WORK INSTRUCTIONS - Take each line from the entries that holds "HashSet" and copy it out.

MATERIAL FOR THE TASK -
........
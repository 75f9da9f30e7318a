//! Arena of hierarchy nodes.

use std::collections::HashSet;

#[cfg(feature = "serde")]
use serde::{Deserialize, Serialize};

use super::centroid::{self, CentroidScope};
use super::node::{Instance, Node, NodeIdx};
use crate::error::{Error, Result};
use crate::id;

/// Flat collection of nodes, linked by [`NodeIdx`] handles.
///
/// Input readers push nodes in any order; the builder wires and repairs the
/// links in place and finally sorts the arena by identifier.
#[derive(Debug, Clone, Default, PartialEq)]
#[cfg_attr(feature = "serde", derive(Serialize, Deserialize))]
pub struct NodeSet {
    nodes: Vec<Node>,
}

impl NodeSet {
    /// Create an empty set.
    pub fn new() -> Self {
        Self::default()
    }

    /// Create an empty set with room for `capacity` nodes.
    pub fn with_capacity(capacity: usize) -> Self {
        Self {
            nodes: Vec::with_capacity(capacity),
        }
    }

    /// Add a node, returning its handle.
    pub fn push(&mut self, node: Node) -> NodeIdx {
        self.nodes.push(node);
        NodeIdx(self.nodes.len() - 1)
    }

    /// Insert a node at position 0, shifting every existing handle by one.
    pub fn push_front(&mut self, node: Node) -> NodeIdx {
        self.nodes.insert(0, node);
        for n in &mut self.nodes {
            if let Some(p) = n.parent() {
                n.set_parent(Some(NodeIdx(p.0 + 1)));
            }
            for c in n.children_mut() {
                c.0 += 1;
            }
        }
        NodeIdx(0)
    }

    /// Number of nodes.
    pub fn len(&self) -> usize {
        self.nodes.len()
    }

    /// Check if the set is empty.
    pub fn is_empty(&self) -> bool {
        self.nodes.is_empty()
    }

    /// Get a node by handle.
    pub fn get(&self, idx: NodeIdx) -> Option<&Node> {
        self.nodes.get(idx.0)
    }

    /// Get a node mutably by handle.
    pub fn get_mut(&mut self, idx: NodeIdx) -> Option<&mut Node> {
        self.nodes.get_mut(idx.0)
    }

    /// Get a node by handle, failing with [`Error::UnknownNode`].
    pub fn node(&self, idx: NodeIdx) -> Result<&Node> {
        self.get(idx).ok_or(Error::UnknownNode { index: idx.0 })
    }

    /// Iterate over all nodes in arena order.
    pub fn iter(&self) -> impl Iterator<Item = &Node> {
        self.nodes.iter()
    }

    /// Iterate over all handles in arena order.
    pub fn indices(&self) -> impl Iterator<Item = NodeIdx> {
        (0..self.nodes.len()).map(NodeIdx)
    }

    /// Find a node by identifier with a linear scan.
    pub fn find(&self, id: &str) -> Option<NodeIdx> {
        self.nodes.iter().position(|n| n.id() == id).map(NodeIdx)
    }

    /// Find a node by identifier with a binary search.
    ///
    /// Only meaningful once the set is sorted with [`NodeSet::sort_by_id`].
    pub fn find_sorted(&self, id: &str) -> Option<NodeIdx> {
        self.nodes
            .binary_search_by(|n| id::compare(n.id(), id))
            .ok()
            .map(NodeIdx)
    }

    /// Whether nodes appear in identifier order.
    pub fn is_sorted(&self) -> bool {
        self.nodes
            .windows(2)
            .all(|w| id::compare(w[0].id(), w[1].id()).is_lt())
    }

    /// Fail on the first identifier that appears twice.
    pub fn check_unique_ids(&self) -> Result<()> {
        let mut seen = HashSet::with_capacity(self.nodes.len());
        for node in &self.nodes {
            if !seen.insert(node.id()) {
                return Err(Error::DuplicateId {
                    id: node.id().to_string(),
                });
            }
        }
        Ok(())
    }

    /// Record `child` under `parent`, setting the back-reference too.
    pub fn link(&mut self, parent: NodeIdx, child: NodeIdx) {
        self.nodes[child.0].set_parent(Some(parent));
        self.nodes[parent.0].children_mut().push(child);
    }

    /// Drop every parent and child link.
    pub fn clear_links(&mut self) {
        for node in &mut self.nodes {
            node.set_parent(None);
            node.children_mut().clear();
        }
    }

    /// Handles of `root` and all its descendants, in pre-order.
    pub fn subtree(&self, root: NodeIdx) -> Vec<NodeIdx> {
        let mut out = Vec::new();
        let mut stack = vec![root];
        while let Some(idx) = stack.pop() {
            let Some(node) = self.get(idx) else { continue };
            out.push(idx);
            stack.extend(node.children().iter().rev().copied());
        }
        out
    }

    /// Number of nodes in the subtree rooted at `root`, `root` included.
    pub fn subtree_size(&self, root: NodeIdx) -> usize {
        self.subtree(root).len()
    }

    /// Instances of `root` and every descendant.
    pub fn subtree_instances(&self, root: NodeIdx) -> Vec<&Instance> {
        self.subtree(root)
            .into_iter()
            .flat_map(|idx| self.nodes[idx.0].instances())
            .collect()
    }

    /// Centroid of a node over the instances selected by `scope`.
    pub fn centroid(&self, idx: NodeIdx, scope: CentroidScope) -> Result<Instance> {
        let node = self.node(idx)?;
        match scope {
            CentroidScope::DirectOnly => centroid::mean(node.id(), node.instances()),
            CentroidScope::IncludeSubtree => {
                centroid::mean(node.id(), self.subtree_instances(idx))
            }
        }
    }

    /// Recompute and store a node's representation.
    pub fn recompute_representation(&mut self, idx: NodeIdx, scope: CentroidScope) -> Result<()> {
        let representation = self.centroid(idx, scope)?;
        self.nodes[idx.0].set_representation(representation);
        Ok(())
    }

    /// Sort a node's child handles by child identifier.
    pub fn sort_children(&mut self, idx: NodeIdx) {
        let mut children = std::mem::take(self.nodes[idx.0].children_mut());
        children.sort_by(|a, b| id::compare(self.nodes[a.0].id(), self.nodes[b.0].id()));
        *self.nodes[idx.0].children_mut() = children;
    }

    /// Sort the arena by identifier, remapping every handle.
    ///
    /// Returns the new handle of `root`.
    pub fn sort_by_id(&mut self, root: NodeIdx) -> NodeIdx {
        let mut order: Vec<usize> = (0..self.nodes.len()).collect();
        order.sort_by(|&a, &b| id::compare(self.nodes[a].id(), self.nodes[b].id()));

        let mut remap = vec![0usize; order.len()];
        for (new, &old) in order.iter().enumerate() {
            remap[old] = new;
        }

        let mut slots: Vec<Option<Node>> = std::mem::take(&mut self.nodes)
            .into_iter()
            .map(Some)
            .collect();
        self.nodes = order
            .iter()
            .filter_map(|&old| slots[old].take())
            .collect();

        for node in &mut self.nodes {
            if let Some(p) = node.parent() {
                node.set_parent(Some(NodeIdx(remap[p.0])));
            }
            for c in node.children_mut() {
                c.0 = remap[c.0];
            }
        }

        NodeIdx(remap[root.0])
    }

    /// Total number of instances held by all nodes.
    pub fn instance_count(&self) -> usize {
        self.nodes.iter().map(|n| n.instances().len()).sum()
    }

    /// Consume the set, returning its nodes in arena order.
    pub fn into_nodes(self) -> Vec<Node> {
        self.nodes
    }

    pub(crate) fn node_mut(&mut self, idx: NodeIdx) -> &mut Node {
        &mut self.nodes[idx.0]
    }
}

impl FromIterator<Node> for NodeSet {
    fn from_iter<I: IntoIterator<Item = Node>>(iter: I) -> Self {
        Self {
            nodes: iter.into_iter().collect(),
        }
    }
}

impl core::ops::Index<NodeIdx> for NodeSet {
    type Output = Node;

    fn index(&self, idx: NodeIdx) -> &Node {
        &self.nodes[idx.0]
    }
}

#[cfg(test)]
#[allow(clippy::unwrap_used)]
mod tests {
    use super::*;

    fn leaf(id: &str, data: &[&[f64]]) -> Node {
        Node::with_instances(
            id,
            data.iter().map(|v| Instance::new(id, v.to_vec())).collect(),
        )
        .unwrap()
    }

    #[test]
    fn test_link_sets_both_directions() {
        let mut set = NodeSet::new();
        let root = set.push(Node::new("gen.0"));
        let child = set.push(Node::new("gen.0.0"));
        set.link(root, child);

        assert_eq!(set[child].parent(), Some(root));
        assert_eq!(set[root].children(), &[child]);

        set.clear_links();
        assert!(set[child].parent().is_none());
        assert!(set[root].is_leaf());
    }

    #[test]
    fn test_subtree_centroid() {
        let mut set = NodeSet::new();
        let parent = set.push(leaf("gen.0", &[&[1.0, 2.0], &[3.0, 4.0]]));
        let child = set.push(leaf("gen.0.0", &[&[5.0, 6.0]]));
        set.link(parent, child);

        let direct = set.centroid(parent, CentroidScope::DirectOnly).unwrap();
        assert_eq!(direct.features, vec![2.0, 3.0]);

        let subtree = set.centroid(parent, CentroidScope::IncludeSubtree).unwrap();
        assert_eq!(subtree.features, vec![3.0, 4.0]);

        set.recompute_representation(parent, CentroidScope::IncludeSubtree)
            .unwrap();
        assert_eq!(set[parent].representation().features, vec![3.0, 4.0]);
    }

    #[test]
    fn test_sort_by_id_remaps_handles() {
        let mut set = NodeSet::new();
        let c10 = set.push(Node::new("gen.0.10"));
        let c2 = set.push(Node::new("gen.0.2"));
        let root = set.push(Node::new("gen.0"));
        set.link(root, c10);
        set.link(root, c2);

        let root = set.sort_by_id(root);
        assert_eq!(root, NodeIdx(0));
        assert!(set.is_sorted());

        let ids: Vec<&str> = set.iter().map(Node::id).collect();
        assert_eq!(ids, vec!["gen.0", "gen.0.2", "gen.0.10"]);

        let children: Vec<&str> = set[root].children().iter().map(|&c| set[c].id()).collect();
        assert_eq!(children, vec!["gen.0.10", "gen.0.2"]);
        for &c in set[root].children() {
            assert_eq!(set[c].parent(), Some(root));
        }

        set.sort_children(root);
        let children: Vec<&str> = set[root].children().iter().map(|&c| set[c].id()).collect();
        assert_eq!(children, vec!["gen.0.2", "gen.0.10"]);

        assert_eq!(set.find_sorted("gen.0.10"), Some(NodeIdx(2)));
        assert_eq!(set.find_sorted("gen.0.3"), None);
    }

    #[test]
    fn test_push_front_shifts_links() {
        let mut set = NodeSet::new();
        let a = set.push(Node::new("gen.0.0"));
        let b = set.push(Node::new("gen.0.0.0"));
        set.link(a, b);

        let root = set.push_front(Node::new("gen.0"));
        assert_eq!(root, NodeIdx(0));
        assert_eq!(set[NodeIdx(2)].parent(), Some(NodeIdx(1)));
        assert_eq!(set[NodeIdx(1)].children(), &[NodeIdx(2)]);
    }

    #[test]
    fn test_duplicate_ids_rejected() {
        let set: NodeSet = [Node::new("gen.0"), Node::new("gen.0")].into_iter().collect();
        assert_eq!(
            set.check_unique_ids(),
            Err(Error::DuplicateId { id: "gen.0".into() })
        );
    }

    #[test]
    fn test_subtree_order_and_size() {
        let mut set = NodeSet::new();
        let r = set.push(Node::new("gen.0"));
        let a = set.push(Node::new("gen.0.0"));
        let b = set.push(Node::new("gen.0.1"));
        let a0 = set.push(Node::new("gen.0.0.0"));
        set.link(r, a);
        set.link(r, b);
        set.link(a, a0);

        assert_eq!(set.subtree(r), vec![r, a, a0, b]);
        assert_eq!(set.subtree_size(a), 2);
    }
}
........
YOUR SOLUTION -
use std::collections::HashSet;
        let mut seen = HashSet::with_capacity(self.nodes.len());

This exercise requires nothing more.